Segment Start: Task data
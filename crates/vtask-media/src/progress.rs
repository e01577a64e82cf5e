//! FFmpeg `-progress pipe:2` parsing.

use serde::{Deserialize, Serialize};

/// Progress snapshot emitted at every `progress=` line.
#[derive(Debug, Clone, Default, PartialEq, Serialize, Deserialize)]
pub struct FfmpegProgress {
    pub frame: u64,
    /// Output time in milliseconds
    pub out_time_ms: i64,
    /// Encoding speed relative to realtime
    pub speed: f64,
    pub is_complete: bool,
}

impl FfmpegProgress {
    /// Output time in whole seconds.
    pub fn out_time_secs(&self) -> f64 {
        self.out_time_ms as f64 / 1000.0
    }
}

/// Callback type for progress updates.
pub type ProgressCallback = Box<dyn Fn(FfmpegProgress) + Send + 'static>;

/// Outcome of feeding one stderr line to [`parse_progress_line`].
#[derive(Debug, PartialEq)]
pub(crate) enum ProgressLine {
    /// A `key=value` progress field; `Some` once a block is complete
    Field(Option<FfmpegProgress>),
    /// Ordinary FFmpeg diagnostic output
    Diagnostic,
}

/// Parse a line of FFmpeg stderr, accumulating progress fields into `current`.
pub(crate) fn parse_progress_line(line: &str, current: &mut FfmpegProgress) -> ProgressLine {
    let line = line.trim();
    let Some((key, value)) = line.split_once('=') else {
        return ProgressLine::Diagnostic;
    };

    match key {
        "out_time_us" => {
            if let Ok(us) = value.parse::<i64>() {
                current.out_time_ms = us / 1000;
            }
        }
        // Despite the name FFmpeg reports microseconds here too.
        "out_time_ms" => {
            if let Ok(us) = value.parse::<i64>() {
                current.out_time_ms = us / 1000;
            }
        }
        "frame" => {
            if let Ok(frame) = value.parse() {
                current.frame = frame;
            }
        }
        "speed" => {
            if let Some(speed) = value.strip_suffix('x').and_then(|s| s.trim().parse().ok()) {
                current.speed = speed;
            }
        }
        "progress" => {
            current.is_complete = value == "end";
            return ProgressLine::Field(Some(current.clone()));
        }
        "fps" | "bitrate" | "total_size" | "out_time" | "dup_frames" | "drop_frames" => {}
        _ if key.starts_with("stream_") => {}
        _ => return ProgressLine::Diagnostic,
    }

    ProgressLine::Field(None)
}
//! Job executor.
//!
//! Pulls deliveries from a [`TaskConsumer`], runs at most
//! `max_concurrent_jobs` bodies at once, and records every outcome. Nothing is
//! retried: a failed body is stored as FAILURE and its delivery acknowledged.
//! While a body runs its delivery is kept alive with heartbeats, so only
//! deliveries left behind by a crashed worker go idle and get reclaimed.

use std::sync::Arc;
use std::time::{Duration, Instant};

use tokio::sync::{watch, Semaphore};
use tracing::{debug, error, info, warn, Instrument};
use uuid::Uuid;

use vtask_queue::{Delivery, TaskConsumer, TaskOutcome};

use crate::config::WorkerConfig;
use crate::context::JobContext;
use crate::error::{WorkerError, WorkerResult};
use crate::jobs::run_job;
use crate::logging::JobLogger;
use crate::metrics::record_job;

/// Job executor that processes deliveries from the broker.
pub struct JobExecutor {
    config: WorkerConfig,
    consumer: Arc<dyn TaskConsumer>,
    ctx: Arc<JobContext>,
    job_semaphore: Arc<Semaphore>,
    shutdown: watch::Sender<bool>,
    consumer_name: String,
}

impl JobExecutor {
    pub fn new(config: WorkerConfig, consumer: Arc<dyn TaskConsumer>, ctx: JobContext) -> Self {
        let job_semaphore = Arc::new(Semaphore::new(config.max_concurrent_jobs.max(1)));
        let (shutdown, _) = watch::channel(false);
        let consumer_name = format!("worker-{}", Uuid::new_v4());

        Self {
            config,
            consumer,
            ctx: Arc::new(ctx),
            job_semaphore,
            shutdown,
            consumer_name,
        }
    }

    pub fn consumer_name(&self) -> &str {
        &self.consumer_name
    }

    /// Run until [`JobExecutor::shutdown`] is called, then drain in-flight jobs.
    pub async fn run(&self) -> WorkerResult<()> {
        info!(
            "Starting job executor '{}' with {} max concurrent jobs",
            self.consumer_name, self.config.max_concurrent_jobs
        );

        let mut shutdown_rx = self.shutdown.subscribe();
        let claim_task = self.spawn_claim_loop();

        loop {
            if *shutdown_rx.borrow_and_update() {
                info!("Shutdown signal received, stopping executor");
                break;
            }
            tokio::select! {
                _ = shutdown_rx.changed() => {}
                result = self.consume_jobs() => {
                    if let Err(e) = result {
                        error!("Error consuming jobs: {}", e);
                        tokio::time::sleep(Duration::from_secs(5)).await;
                    }
                }
            }
        }

        claim_task.abort();

        info!("Waiting for in-flight jobs to complete...");
        if tokio::time::timeout(self.config.shutdown_timeout, self.wait_for_jobs())
            .await
            .is_err()
        {
            warn!(
                "In-flight jobs still running after {:?}; their deliveries will be reclaimed",
                self.config.shutdown_timeout
            );
        }

        info!("Job executor stopped");
        Ok(())
    }

    fn spawn_claim_loop(&self) -> tokio::task::JoinHandle<()> {
        let consumer = Arc::clone(&self.consumer);
        let ctx = Arc::clone(&self.ctx);
        let semaphore = Arc::clone(&self.job_semaphore);
        let consumer_name = self.consumer_name.clone();
        let interval_period = self.config.claim_interval;
        let min_idle = self.config.claim_min_idle;
        let heartbeat = self.config.heartbeat_interval();
        let mut shutdown_rx = self.shutdown.subscribe();

        tokio::spawn(async move {
            let mut interval = tokio::time::interval(interval_period);
            loop {
                if *shutdown_rx.borrow_and_update() {
                    break;
                }
                tokio::select! {
                    _ = shutdown_rx.changed() => {}
                    _ = interval.tick() => {
                        let available = semaphore.available_permits();
                        if available == 0 {
                            continue;
                        }
                        match consumer.reclaim(&consumer_name, min_idle, available).await {
                            Ok(deliveries) if !deliveries.is_empty() => {
                                info!("Claimed {} idle deliveries", deliveries.len());
                                for delivery in deliveries {
                                    let Ok(permit) = Arc::clone(&semaphore).acquire_owned().await else {
                                        break;
                                    };
                                    let ctx = Arc::clone(&ctx);
                                    let consumer = Arc::clone(&consumer);
                                    let consumer_name = consumer_name.clone();
                                    tokio::spawn(async move {
                                        let _permit = permit;
                                        Self::execute_delivery(&ctx, consumer.as_ref(), &consumer_name, heartbeat, delivery)
                                            .await;
                                    });
                                }
                            }
                            Ok(_) => {}
                            Err(e) => warn!("Failed to claim idle deliveries: {}", e),
                        }
                    }
                }
            }
        })
    }

    async fn consume_jobs(&self) -> WorkerResult<()> {
        let available = self.job_semaphore.available_permits();
        if available == 0 {
            tokio::time::sleep(Duration::from_millis(100)).await;
            return Ok(());
        }

        let deliveries = self
            .consumer
            .fetch(&self.consumer_name, available.min(5), self.config.fetch_block)
            .await?;

        if deliveries.is_empty() {
            return Ok(());
        }

        debug!("Fetched {} deliveries", deliveries.len());

        for delivery in deliveries {
            let permit = Arc::clone(&self.job_semaphore)
                .acquire_owned()
                .await
                .map_err(|_| WorkerError::config_error("job semaphore closed"))?;
            let ctx = Arc::clone(&self.ctx);
            let consumer = Arc::clone(&self.consumer);
            let consumer_name = self.consumer_name.clone();
            let heartbeat = self.config.heartbeat_interval();

            tokio::spawn(async move {
                let _permit = permit;
                Self::execute_delivery(&ctx, consumer.as_ref(), &consumer_name, heartbeat, delivery).await;
            });
        }

        Ok(())
    }

    /// Run one delivery to completion and store its outcome.
    ///
    /// `consumer_name` sends a heartbeat for the delivery every `heartbeat`
    /// while the body runs.
    pub async fn execute_delivery(
        ctx: &JobContext,
        consumer: &dyn TaskConsumer,
        consumer_name: &str,
        heartbeat: Duration,
        delivery: Delivery,
    ) {
        let job = &delivery.job;
        let kind = job.kind();
        let logger = JobLogger::new(job.task_id(), kind);

        if let Err(e) = consumer.mark_started(job).await {
            logger.log_warning(&format!("failed to mark task started: {}", e));
        }

        let started = Instant::now();
        let body = run_job(ctx, job).instrument(logger.create_span());
        tokio::pin!(body);
        let mut ticker = tokio::time::interval_at(tokio::time::Instant::now() + heartbeat, heartbeat);
        let result = loop {
            tokio::select! {
                result = &mut body => break result,
                _ = ticker.tick() => {
                    if let Err(e) = consumer.heartbeat(consumer_name, &delivery).await {
                        logger.log_warning(&format!("heartbeat failed: {}", e));
                    }
                }
            }
        };
        let elapsed = started.elapsed().as_secs_f64();

        let outcome = match result {
            Ok(output) => {
                record_job(kind.as_str(), "success", elapsed);
                TaskOutcome::Success(output)
            }
            Err(e) => {
                let class = if e.is_validation() { "rejected" } else { "failed" };
                logger.log_error(&format!("{} after {:.1}s: {}", class, elapsed, e));
                record_job(kind.as_str(), "failure", elapsed);
                TaskOutcome::Failure(e.to_string())
            }
        };

        if let Err(e) = consumer.finish(&delivery, outcome).await {
            error!(task_id = %job.task_id(), "Failed to record task outcome: {}", e);
        }
    }

    async fn wait_for_jobs(&self) {
        let capacity = self.config.max_concurrent_jobs.max(1);
        while self.job_semaphore.available_permits() < capacity {
            tokio::time::sleep(Duration::from_millis(100)).await;
        }
    }

    /// Signal shutdown.
    pub fn shutdown(&self) {
        self.shutdown.send_replace(true);
    }
}
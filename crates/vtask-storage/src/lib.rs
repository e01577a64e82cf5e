//! Stored-file persistence.
//!
//! This crate provides:
//! - The Cloudflare R2 client behind the [`ObjectStore`] trait
//! - A [`FileCatalog`] of stored-file metadata and video/subtitle associations (Redis or in-memory)
//! - [`FileBridge`], which loads and saves stored files by id

pub mod bridge;
pub mod catalog;
pub mod client;
pub mod error;
pub mod store;

pub use bridge::{FileBridge, NewStoredFile};
pub use catalog::{FileCatalog, MemoryFileCatalog, RedisFileCatalog, StoredFileRecord};
pub use client::{R2Client, R2Config};
pub use error::{StorageError, StorageResult};
pub use store::{MemoryObjectStore, ObjectStore};
//! Model/API-key lookup backed by Redis.

use async_trait::async_trait;
use redis::AsyncCommands;
use std::collections::HashMap;
use vtask_llm::{LlmError, LlmResult, ModelCredentials, ModelDirectory};

/// Reads `{prefix}:model:{id}` hashes with `name` and `api_key` fields.
pub struct RedisModelDirectory {
    client: redis::Client,
    prefix: String,
}

impl RedisModelDirectory {
    pub fn new(redis_url: &str) -> Result<Self, redis::RedisError> {
        Ok(Self {
            client: redis::Client::open(redis_url)?,
            prefix: "vtask".to_string(),
        })
    }

    fn key(&self, model_id: &str) -> String {
        format!("{}:model:{}", self.prefix, model_id)
    }
}

fn credentials_from_fields(model_id: &str, mut fields: HashMap<String, String>) -> LlmResult<ModelCredentials> {
    if fields.is_empty() {
        return Err(LlmError::ModelNotFound(model_id.to_string()));
    }
    let name = fields.remove("name").filter(|s| !s.is_empty());
    let key = fields.remove("api_key").filter(|s| !s.is_empty());
    match (name, key) {
        (Some(name), Some(key)) => Ok(ModelCredentials::new(name, key)),
        _ => Err(LlmError::Directory(format!(
            "model {} is missing its name or API key",
            model_id
        ))),
    }
}

#[async_trait]
impl ModelDirectory for RedisModelDirectory {
    async fn resolve(&self, model_id: &str) -> LlmResult<ModelCredentials> {
        let mut conn = self
            .client
            .get_multiplexed_async_connection()
            .await
            .map_err(|e| LlmError::Directory(e.to_string()))?;
        let fields: HashMap<String, String> = conn
            .hgetall(self.key(model_id))
            .await
            .map_err(|e| LlmError::Directory(e.to_string()))?;
        credentials_from_fields(model_id, fields)
    }
}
Segment End: Task data
If a line in the records above contains "trim", copy that line.

* Output of the exercise *
    let line = line.trim();
            if let Some(speed) = value.strip_suffix('x').and_then(|s| s.trim().parse().ok()) {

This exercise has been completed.